JAKARTA, AKURATNEWS.co – Direktur Utama TVRI Imam Brotoseno mundur dari jabatannya. Hal itu diketahui berawal dari sebuah rekaman rapat melalui aplikasi daring (Zoom) TVRI beredar di beberapa grup termasuk WhatsApp Demi Film Indonesia pada Senin, 23 Februari 2026 pagi. Dalam rapat tersebut, suara Iman Brotoseno sebagai Dirut TVRI terdengar jelas. Ia berpamitan dan menyatakan mundur dari jabatannya sebagai Direktur Utama TVRI.
“Kabar ini memang sangat mengejutkan. Saya sudah berdiskusi dengan keluarga dan juga dengan Dewan Pengawas TVRI. Perpisahan adalah kematian kecil, kata orang Prancis,” katanya dengan nada datar.
Ia melanjutkan bahwa suatu saat mungkin akan bertemu lagi dengan teman-teman TVRI. “Mungkin suatu saat akan bertemu kembali dalam ruang yang baru, dalam dimensi yang lain,” lanjutnya.

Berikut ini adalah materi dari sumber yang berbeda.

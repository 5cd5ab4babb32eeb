//! Domain newtypes with validation
//!
//! This module provides strongly-typed wrappers for domain identifiers and values.
//! Each newtype ensures data validity at construction time.

use std::fmt::{self, Display, Formatter};
use std::str::FromStr;

use serde::{Deserialize, Serialize};
use uuid::Uuid;

use super::errors::DomainError;

// ============================================================================
// SyncRunId
// ============================================================================

/// Identifier of a single sync pass, used to correlate log lines
#[derive(Debug, Clone, Copy, PartialEq, Eq, Hash, Serialize, Deserialize)]
#[serde(transparent)]
pub struct SyncRunId(Uuid);

impl SyncRunId {
    /// Create a new random SyncRunId
    #[must_use]
    pub fn new() -> Self {
        Self(Uuid::new_v4())
    }
}

impl Default for SyncRunId {
    fn default() -> Self {
        Self::new()
    }
}

impl Display for SyncRunId {
    fn fmt(&self, f: &mut Formatter<'_>) -> fmt::Result {
        write!(f, "{}", self.0)
    }
}

// ============================================================================
// Remote store identifiers
// ============================================================================

/// Characters permitted in store-issued identifiers
fn is_id_char(c: char) -> bool {
    c.is_ascii_alphanumeric() || c == '-' || c == '_'
}

/// Remote object ID (opaque, issued by the store)
///
/// Format: URL-safe alphanumeric string, typically like "1A2b3C4d5E6f7G8h9I0jKlMnOpQrStUvW"
#[derive(Debug, Clone, PartialEq, Eq, Hash, PartialOrd, Ord, Serialize, Deserialize)]
#[serde(try_from = "String", into = "String")]
pub struct RemoteId(String);

impl RemoteId {
    /// Create a new RemoteId
    ///
    /// # Errors
    /// Returns error if the ID is empty or contains characters outside `[A-Za-z0-9_-]`
    pub fn new(id: String) -> Result<Self, DomainError> {
        if id.is_empty() {
            return Err(DomainError::InvalidRemoteId(
                "Remote ID cannot be empty".to_string(),
            ));
        }

        if !id.chars().all(is_id_char) {
            return Err(DomainError::InvalidRemoteId(format!(
                "Remote ID contains invalid characters: {id}"
            )));
        }

        Ok(Self(id))
    }

    /// Get the inner string reference
    #[must_use]
    pub fn as_str(&self) -> &str {
        &self.0
    }
}

impl Display for RemoteId {
    fn fmt(&self, f: &mut Formatter<'_>) -> fmt::Result {
        write!(f, "{}", self.0)
    }
}

impl FromStr for RemoteId {
    type Err = DomainError;

    fn from_str(s: &str) -> Result<Self, Self::Err> {
        Self::new(s.to_string())
    }
}

impl TryFrom<String> for RemoteId {
    type Error = DomainError;

    fn try_from(s: String) -> Result<Self, Self::Error> {
        Self::new(s)
    }
}

impl From<RemoteId> for String {
    fn from(id: RemoteId) -> Self {
        id.0
    }
}

/// ID of the remote folder that mirrors the local directory
///
/// Folder IDs share the object ID alphabet; they are also interpolated into
/// store queries, so the restricted alphabet keeps those queries well formed.
#[derive(Debug, Clone, PartialEq, Eq, Hash, Serialize, Deserialize)]
#[serde(try_from = "String", into = "String")]
pub struct FolderId(String);

impl FolderId {
    /// Create a new FolderId
    ///
    /// # Errors
    /// Returns error if the ID is empty or contains characters outside `[A-Za-z0-9_-]`
    pub fn new(id: String) -> Result<Self, DomainError> {
        if id.is_empty() {
            return Err(DomainError::InvalidFolderId(
                "Folder ID cannot be empty".to_string(),
            ));
        }

        if !id.chars().all(is_id_char) {
            return Err(DomainError::InvalidFolderId(format!(
                "Folder ID contains invalid characters: {id}"
            )));
        }

        Ok(Self(id))
    }

    /// Get the inner string reference
    #[must_use]
    pub fn as_str(&self) -> &str {
        &self.0
    }
}

impl Display for FolderId {
    fn fmt(&self, f: &mut Formatter<'_>) -> fmt::Result {
        write!(f, "{}", self.0)
    }
}

impl FromStr for FolderId {
    type Err = DomainError;

    fn from_str(s: &str) -> Result<Self, Self::Err> {
        Self::new(s.to_string())
    }
}

impl TryFrom<String> for FolderId {
    type Error = DomainError;

    fn try_from(s: String) -> Result<Self, Self::Error> {
        Self::new(s)
    }
}

impl From<FolderId> for String {
    fn from(id: FolderId) -> Self {
        id.0
    }
}

// ============================================================================
// Extension filter
// ============================================================================

/// File extension that selects which local files are synchronized
///
/// Stored without the leading dot (`md`, not `.md`). Matching is an exact,
/// case-sensitive comparison with the suffix after the last `.` of a name.
#[derive(Debug, Clone, PartialEq, Eq, Hash, Serialize, Deserialize)]
#[serde(try_from = "String", into = "String")]
pub struct Extension(String);

impl Extension {
    /// Create a new Extension
    ///
    /// # Errors
    /// Returns error if the extension is empty, contains a dot, a path
    /// separator or whitespace
    pub fn new(ext: String) -> Result<Self, DomainError> {
        if ext.is_empty() {
            return Err(DomainError::InvalidExtension(
                "Extension cannot be empty".to_string(),
            ));
        }

        if ext
            .chars()
            .any(|c| c == '.' || c == '/' || c == '\\' || c.is_whitespace())
        {
            return Err(DomainError::InvalidExtension(format!(
                "Extension must be a bare suffix without dots or separators: {ext}"
            )));
        }

        Ok(Self(ext))
    }

    /// Get the inner string reference
    #[must_use]
    pub fn as_str(&self) -> &str {
        &self.0
    }

    /// Returns true if `file_name`'s suffix after the last `.` equals this extension
    #[must_use]
    pub fn matches(&self, file_name: &str) -> bool {
        file_name
            .rsplit_once('.')
            .is_some_and(|(_, suffix)| suffix == self.0)
    }
}

impl Display for Extension {
    fn fmt(&self, f: &mut Formatter<'_>) -> fmt::Result {
        write!(f, "{}", self.0)
    }
}

impl FromStr for Extension {
    type Err = DomainError;

    fn from_str(s: &str) -> Result<Self, Self::Err> {
        Self::new(s.to_string())
    }
}

impl TryFrom<String> for Extension {
    type Error = DomainError;

    fn try_from(s: String) -> Result<Self, Self::Error> {
        Self::new(s)
    }
}

impl From<Extension> for String {
    fn from(ext: Extension) -> Self {
        ext.0
    }
}
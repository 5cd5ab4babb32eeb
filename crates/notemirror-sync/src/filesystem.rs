//! Local directory adapter (secondary/driven adapter)
//!
//! Implements [`ILocalEnumerator`] using `tokio::fs`. Enumeration is flat:
//! only regular files directly inside the directory are considered, and
//! symlinks are followed when deciding whether an entry is a regular file.

use std::path::Path;

use async_trait::async_trait;
use tracing::{debug, instrument, warn};

use notemirror_core::domain::errors::LocalError;
use notemirror_core::domain::newtypes::Extension;
use notemirror_core::domain::sync_plan::LocalFileSet;
use notemirror_core::ports::local_enumerator::ILocalEnumerator;

/// Adapter that bridges the [`ILocalEnumerator`] port to the real filesystem.
///
/// Zero-sized: the directory and extension arrive with every call.
#[derive(Debug, Clone, Default)]
pub struct LocalDirectoryAdapter;

impl LocalDirectoryAdapter {
    /// Create a new `LocalDirectoryAdapter`.
    #[must_use]
    pub fn new() -> Self {
        Self
    }
}

#[async_trait]
impl ILocalEnumerator for LocalDirectoryAdapter {
    #[instrument(skip(self), fields(directory = %directory.display(), extension = %extension))]
    async fn list(
        &self,
        directory: &Path,
        extension: &Extension,
    ) -> Result<LocalFileSet, LocalError> {
        let unreadable = |source| LocalError::DirectoryUnreadable {
            path: directory.to_path_buf(),
            source,
        };

        let mut entries = tokio::fs::read_dir(directory).await.map_err(unreadable)?;
        let mut names = LocalFileSet::new();

        while let Some(entry) = entries.next_entry().await.map_err(unreadable)? {
            let name = match entry.file_name().into_string() {
                Ok(name) => name,
                Err(raw) => {
                    warn!(name = ?raw, "Skipping entry with non-UTF-8 name");
                    continue;
                }
            };

            if !extension.matches(&name) {
                continue;
            }

            // metadata() follows symlinks
            match tokio::fs::metadata(entry.path()).await {
                Ok(meta) if meta.is_file() => {
                    names.insert(name);
                }
                Ok(_) => debug!(name = %name, "Skipping non-regular entry"),
                Err(e) => warn!(name = %name, error = %e, "Skipping unreadable entry"),
            }
        }

        debug!(count = names.len(), "Enumerated local files");
        Ok(names)
    }

    #[instrument(skip(self), fields(directory = %directory.display()))]
    async fn read_file(&self, directory: &Path, name: &str) -> Result<Vec<u8>, LocalError> {
        let path = directory.join(name);
        let data = tokio::fs::read(&path)
            .await
            .map_err(|source| LocalError::LocalReadFailed { path, source })?;
        debug!(bytes = data.len(), "Read local file");
        Ok(data)
    }
}
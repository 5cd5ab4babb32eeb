//! DriveRemoteStore - IRemoteStore implementation for Google Drive
//!
//! Wraps an authorized [`DriveClient`] and delegates to the [`files`]
//! module, mapping transport failures onto the typed [`StoreError`]
//! variants of the port. A 401 from any call revokes the store's token
//! lease so the next authorization exchanges a fresh token.

use async_trait::async_trait;
use tracing::debug;

use notemirror_core::domain::errors::StoreError;
use notemirror_core::domain::newtypes::{FolderId, RemoteId};
use notemirror_core::domain::sync_plan::RemoteFileIndex;
use notemirror_core::ports::remote_store::IRemoteStore;

use crate::auth::TokenLease;
use crate::client::DriveClient;
use crate::{files, DriveError};

/// Remote store backed by the Drive v3 API
#[derive(Debug, Clone)]
pub struct DriveRemoteStore {
    client: DriveClient,
    lease: Option<TokenLease>,
}

impl DriveRemoteStore {
    /// Creates a store around an already authorized client
    pub fn new(client: DriveClient) -> Self {
        Self {
            client,
            lease: None,
        }
    }

    /// Creates a store whose token is evicted from the authorizer's cache
    /// when the API rejects it
    pub fn with_lease(client: DriveClient, lease: TokenLease) -> Self {
        Self {
            client,
            lease: Some(lease),
        }
    }

    async fn checked<T>(&self, result: anyhow::Result<T>) -> anyhow::Result<T> {
        let rejected = matches!(&result, Err(cause) if is_unauthorized(cause));
        if let (true, Some(lease)) = (rejected, &self.lease) {
            lease.revoke().await;
        }
        result
    }
}

fn is_unauthorized(cause: &anyhow::Error) -> bool {
    cause.chain().any(|e| {
        matches!(
            e.downcast_ref::<DriveError>(),
            Some(DriveError::Unauthorized(_))
        )
    })
}

#[async_trait]
impl IRemoteStore for DriveRemoteStore {
    async fn list(&self, folder: &FolderId) -> Result<RemoteFileIndex, StoreError> {
        let listed = self
            .checked(files::list_folder(&self.client, folder).await)
            .await
            .map_err(|cause| StoreError::RemoteListFailed {
                folder: folder.to_string(),
                cause,
            })?;

        let mut index = RemoteFileIndex::new();
        for file in listed {
            let id = RemoteId::new(file.id).map_err(|e| StoreError::RemoteListFailed {
                folder: folder.to_string(),
                cause: anyhow::Error::new(e).context("Drive returned a malformed file ID"),
            })?;
            index.insert(file.name, id);
        }

        debug!(folder = %folder, entries = index.len(), "Built remote index");
        Ok(index)
    }

    async fn find_by_name(
        &self,
        folder: &FolderId,
        name: &str,
    ) -> Result<Option<RemoteId>, StoreError> {
        self.checked(files::find_by_name(&self.client, folder, name).await)
            .await
            .map_err(|cause| StoreError::RemoteLookupFailed {
                name: name.to_string(),
                cause,
            })
    }

    async fn create(
        &self,
        folder: &FolderId,
        name: &str,
        data: &[u8],
    ) -> Result<RemoteId, StoreError> {
        self.checked(files::create_file(&self.client, folder, name, data).await)
            .await
            .map_err(|cause| StoreError::RemoteWriteFailed {
                name: name.to_string(),
                cause,
            })
    }

    async fn update(
        &self,
        id: &RemoteId,
        name: &str,
        data: &[u8],
        add_parent: Option<&FolderId>,
    ) -> Result<RemoteId, StoreError> {
        self.checked(files::update_file(&self.client, id, name, data, add_parent).await)
            .await
            .map_err(|cause| StoreError::RemoteWriteFailed {
                name: name.to_string(),
                cause,
            })
    }

    async fn delete(&self, id: &RemoteId) -> Result<(), StoreError> {
        self.checked(files::delete_file(&self.client, id).await)
            .await
            .map_err(|cause| StoreError::RemoteDeleteFailed {
                id: id.to_string(),
                cause,
            })
    }
}

#[cfg(test)]
mod tests {
    use super::*;
    use anyhow::Context;

    #[test]
    fn test_unauthorized_detected_through_context() {
        let err: anyhow::Result<()> = Err(DriveError::Unauthorized("expired".into()))
            .context("List page 1 request failed");
        assert!(is_unauthorized(&err.unwrap_err()));
    }

    #[test]
    fn test_other_statuses_are_not_unauthorized() {
        let err: anyhow::Result<()> =
            Err(DriveError::Forbidden("quota".into())).context("Create request failed");
        assert!(!is_unauthorized(&err.unwrap_err()));
        assert!(!is_unauthorized(&anyhow::anyhow!("Pagination token repeated")));
    }
}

Iman berharap setelah dirinya tak lagi di TVRI, suatu hari nanti lembaga penyiaran tersebut bisa menjadi televisi kelas dunia. “Saya berharap TVRI bisa menjadi TV kelas dunia,” katanya.
Dia juga mengungkapkan penyesalannya karena tidak bisa menonton Piala Dunia bersama rekan-rekan di TVRI. “Satu hal yang saya sesali, saya tidak bisa nobar (nonton bareng) Piala Dunia dengan Bapak dan Ibu,” ujarnya.
Ia berpesan agar karyawan dan wartawan TVRI tetap loyal kepada pemimpin dan pemerintah. “Kita harus loyal dan patuh pada pemimpin. Sekali-kali jangan mengecewakan pemimpin. Tim istana saya minta untuk tetap fokus, Pak Dirtek tolong dikawal ini,” pintanya./Ib. Foto: Istimewa.